More and more organizations are setting up seminars, workshops, and similar ethics training programs to encourage ethical behaviour. However, there is much debate about whether people can be taught ethics. Social audits have been designed to evaluate decisions and management practices in terms of the organization’s code of ethics. These audits are usually conducted by individuals outside the organization. Lastly, people can be supported when facing ethical dilemmas. Figure 2-4 provides a decision tree when faced with an ethical dilemma. In addition, a person can look at the mission and values statements or consider the impact of the decision on co-workers.
For codes to have the force and importance, a written introduction by the Chair of the Board and/or CEO is key. People in the organization look to top management as the benchmark of behaviours and actions. Without the support of managers, these become meaningless statements.
There are a variety of things managers have responsibility for relating to codes of ethics. Among those is active involving people in the development of the code to signify the importance the organization places on the code. Also, as has been stated before, managers must support the code by both word and action.

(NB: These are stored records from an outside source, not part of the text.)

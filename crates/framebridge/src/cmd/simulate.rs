use std::sync::{Arc, Mutex, PoisonError};

use framebridge_envelope::with_bridge_params;
use framebridge_peer::{
    GuestConfig, GuestEndpoint, HandshakeState, HostConfig, HostEndpoint, RecordingScriptLoader,
};
use framebridge_schema::SchemaRegistry;
use framebridge_transport::{origin_of, MessageBus, Window};
use serde::Serialize;
use serde_json::Value;

use crate::cmd::SimulateArgs;
use crate::exit::{
    bridge_error, schema_error, transport_error, CliError, CliResult, FAILURE, SUCCESS, USAGE,
};
use crate::output::{print_json, table, OutputFormat};

#[derive(Debug, Clone, PartialEq, Serialize)]
#[serde(tag = "kind", rename_all = "snake_case")]
enum TraceEntry {
    Handshake {
        placement: String,
        listeners: Option<Vec<String>>,
        methods: Vec<String>,
        scripts: usize,
    },
    MethodCall {
        command: String,
        payload: Value,
    },
    EventSent {
        event: String,
        payload: Value,
    },
    EventDelivered {
        event: String,
        payload: Value,
    },
    Rejected {
        name: String,
        reason: String,
    },
}

#[derive(Serialize)]
struct SimulateOutput {
    schema_id: &'static str,
    frame_src: String,
    host_origin: String,
    placement: String,
    handshake: &'static str,
    delivered_messages: usize,
    scripts_loaded: Vec<String>,
    trace: Vec<TraceEntry>,
}

#[derive(Clone, Default)]
struct Trace(Arc<Mutex<Vec<TraceEntry>>>);

impl Trace {
    fn push(&self, entry: TraceEntry) {
        self.0
            .lock()
            .unwrap_or_else(PoisonError::into_inner)
            .push(entry);
    }

    fn entries(&self) -> Vec<TraceEntry> {
        self.0
            .lock()
            .unwrap_or_else(PoisonError::into_inner)
            .clone()
    }
}

pub fn run(args: SimulateArgs, format: OutputFormat) -> CliResult<i32> {
    let invocations = parse_calls(&args.invocations, "--invoke")?;
    let emits = parse_calls(&args.emits, "--emit")?;

    let bus = MessageBus::new();
    let host_window = bus
        .open_window(&args.host)
        .map_err(|err| transport_error("open host window", err))?;
    let host_origin = host_window.origin();

    let frame_src = match &args.placement {
        Some(placement) => with_bridge_params(&args.frame_src, &host_origin, placement)
            .map_err(|err| CliError::new(USAGE, format!("--frame-src: {err}")))?,
        None => args.frame_src.clone(),
    };
    let (guest_window, frame) = bus
        .open_frame(host_window.id(), &frame_src)
        .map_err(|err| transport_error("open frame", err))?;

    let trace = Trace::default();
    let mut config = HostConfig::new(frame).with_scripts(args.scripts.iter().cloned());
    for name in &args.methods {
        let trace = trace.clone();
        let command = name.clone();
        config = config.with_method(name.as_str(), move |payload: &Value| {
            trace.push(TraceEntry::MethodCall {
                command: command.clone(),
                payload: payload.clone(),
            });
            Ok(())
        });
    }
    if !args.listeners.is_empty() {
        config = config.with_listeners(args.listeners.iter().cloned());
    }
    if let Some(dir) = &args.schemas {
        let registry = SchemaRegistry::from_directory(dir)
            .map_err(|err| schema_error(&format!("load schemas from {}", dir.display()), err))?;
        config = config.with_schema_registry(Arc::new(registry));
    }

    let host = HostEndpoint::new(Arc::new(host_window), config)
        .map_err(|err| bridge_error("host endpoint", err))?;

    let loader = RecordingScriptLoader::new();
    let on_ready = trace.clone();
    let guest = GuestEndpoint::with_config(
        Arc::new(guest_window),
        move |handshake, _| {
            on_ready.push(TraceEntry::Handshake {
                placement: handshake.placement.clone(),
                listeners: handshake.manifest.listeners.clone(),
                methods: handshake.manifest.methods.clone(),
                scripts: handshake.manifest.scripts.len(),
            });
        },
        GuestConfig::default().with_script_loader(loader.clone()),
    )
    .map_err(|err| bridge_error("guest endpoint", err))?;

    let mut delivered = bus.dispatch_pending();

    for listener in guest.listeners() {
        let trace = trace.clone();
        let event = listener.name().to_string();
        listener
            .subscribe(move |payload: &Value| {
                trace.push(TraceEntry::EventDelivered {
                    event: event.clone(),
                    payload: payload.clone(),
                });
                Ok(())
            })
            .map_err(|err| bridge_error("subscribe", err))?;
    }

    for (name, payload) in invocations {
        match guest.method(&name) {
            Some(method) => method
                .invoke(payload)
                .map_err(|err| bridge_error(&format!("invoke {name}"), err))?,
            None => trace.push(TraceEntry::Rejected {
                name,
                reason: "method not advertised by host".to_string(),
            }),
        }
        delivered += bus.dispatch_pending();
    }

    for (name, payload) in emits {
        match host.send(&name, payload.clone()) {
            Ok(()) => trace.push(TraceEntry::EventSent {
                event: name,
                payload,
            }),
            Err(err) => trace.push(TraceEntry::Rejected {
                name,
                reason: err.to_string(),
            }),
        }
        delivered += bus.dispatch_pending();
    }

    let state = guest.handshake_state();
    let out = SimulateOutput {
        schema_id: "https://schemas.3leaps.dev/framebridge/cli/v1/simulation-trace.schema.json",
        frame_src,
        host_origin,
        placement: host.placement().to_string(),
        handshake: state_name(state),
        delivered_messages: delivered,
        scripts_loaded: loader.loaded(),
        trace: trace.entries(),
    };
    print_simulation(&out, format);

    guest.destroy();
    host.destroy();

    if state != HandshakeState::Ready {
        let expected = origin_of(&out.frame_src).unwrap_or_default();
        return Err(CliError::new(
            FAILURE,
            format!(
                "guest never completed the handshake (host {} -> frame {expected}); check _origin",
                out.host_origin
            ),
        ));
    }
    Ok(SUCCESS)
}

/// Parse repeated `NAME[=JSON]` arguments. A missing payload is `null`.
fn parse_calls(raw: &[String], flag: &str) -> CliResult<Vec<(String, Value)>> {
    raw.iter().map(|item| parse_call(item, flag)).collect()
}

fn parse_call(raw: &str, flag: &str) -> CliResult<(String, Value)> {
    let (name, payload) = match raw.split_once('=') {
        Some((name, json)) => {
            let payload = serde_json::from_str(json).map_err(|err| {
                CliError::new(USAGE, format!("{flag} {name}: payload is not valid JSON: {err}"))
            })?;
            (name, payload)
        }
        None => (raw, Value::Null),
    };
    let name = name.trim();
    if name.is_empty() {
        return Err(CliError::new(USAGE, format!("{flag}: name must not be empty")));
    }
    Ok((name.to_string(), payload))
}

fn state_name(state: HandshakeState) -> &'static str {
    match state {
        HandshakeState::Pending => "pending",
        HandshakeState::Ready => "ready",
        HandshakeState::TimedOut => "timed_out",
    }
}

fn print_simulation(out: &SimulateOutput, format: OutputFormat) {
    match format {
        OutputFormat::Json => print_json(out),
        OutputFormat::Table => {
            let mut table = table(vec!["STEP", "KIND", "NAME", "DETAIL"]);
            for (step, entry) in out.trace.iter().enumerate() {
                let (kind, name, detail) = describe(entry);
                table.add_row(vec![(step + 1).to_string(), kind.to_string(), name, detail]);
            }
            println!(
                "placement={} handshake={} delivered={}",
                out.placement, out.handshake, out.delivered_messages
            );
            println!("{table}");
        }
        OutputFormat::Pretty => {
            println!("Simulation:");
            println!("  Host origin:      {}", out.host_origin);
            println!("  Frame:            {}", out.frame_src);
            println!("  Placement:        {}", out.placement);
            println!("  Handshake:        {}", out.handshake);
            println!("  Delivered:        {}", out.delivered_messages);
            println!("  Scripts loaded:   {}", out.scripts_loaded.len());
            for entry in &out.trace {
                let (kind, name, detail) = describe(entry);
                println!("  {kind:<16} {name} {detail}");
            }
        }
    }
}

fn describe(entry: &TraceEntry) -> (&'static str, String, String) {
    match entry {
        TraceEntry::Handshake {
            placement,
            listeners,
            methods,
            scripts,
        } => (
            "handshake",
            placement.clone(),
            format!(
                "listeners={} methods=[{}] scripts={scripts}",
                listeners
                    .as_ref()
                    .map_or_else(|| "unrestricted".to_string(), |names| format!("[{}]", names.join(","))),
                methods.join(",")
            ),
        ),
        TraceEntry::MethodCall { command, payload } => {
            ("method_call", command.clone(), payload.to_string())
        }
        TraceEntry::EventSent { event, payload } => ("event_sent", event.clone(), payload.to_string()),
        TraceEntry::EventDelivered { event, payload } => {
            ("event_delivered", event.clone(), payload.to_string())
        }
        TraceEntry::Rejected { name, reason } => ("rejected", name.clone(), reason.clone()),
    }
}

#[cfg(test)]
mod tests {
    use serde_json::json;

    use super::*;

    #[test]
    fn parse_call_with_and_without_payload() {
        assert_eq!(
            parse_call("increment={\"by\":2}", "--invoke").unwrap(),
            ("increment".to_string(), json!({"by": 2}))
        );
        assert_eq!(
            parse_call("reset", "--invoke").unwrap(),
            ("reset".to_string(), Value::Null)
        );
    }

    #[test]
    fn parse_call_rejects_bad_input() {
        assert_eq!(parse_call("=1", "--emit").unwrap_err().code, USAGE);
        assert_eq!(parse_call("x={nope", "--emit").unwrap_err().code, USAGE);
    }

    #[test]
    fn trace_entries_serialize_with_kind_tag() {
        let entry = TraceEntry::MethodCall {
            command: "increment".to_string(),
            payload: json!(1),
        };
        assert_eq!(
            serde_json::to_value(&entry).unwrap(),
            json!({"kind": "method_call", "command": "increment", "payload": 1})
        );
    }

    #[test]
    fn describe_unrestricted_handshake() {
        let (kind, name, detail) = describe(&TraceEntry::Handshake {
            placement: "P".to_string(),
            listeners: None,
            methods: vec!["a".to_string(), "b".to_string()],
            scripts: 0,
        });
        assert_eq!(kind, "handshake");
        assert_eq!(name, "P");
        assert_eq!(detail, "listeners=unrestricted methods=[a,b] scripts=0");
    }
}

There is some concern that social responsibility and ethics has taken a back seat in business. A survey of employees shows that workplace pressures are leading more and more people to consider acting unethically or illegally on the job. The results indicated that 56% of those surveyed felt pressure to act unethically or illegally while 48% said they had actually committed such activities. But concerns about social responsibility are growing as more and more people understand the impact Canadian businesses have on not just the local community but also the world community. People are concerned about companies that cut corners in order to increase profits but in doing so pollute the environment. Acting ethically is not always easy. However, because society’s expectations of its institutions are changing regularly, managers must continually monitor those expectations. What is ethical today may be a poor guide in the future.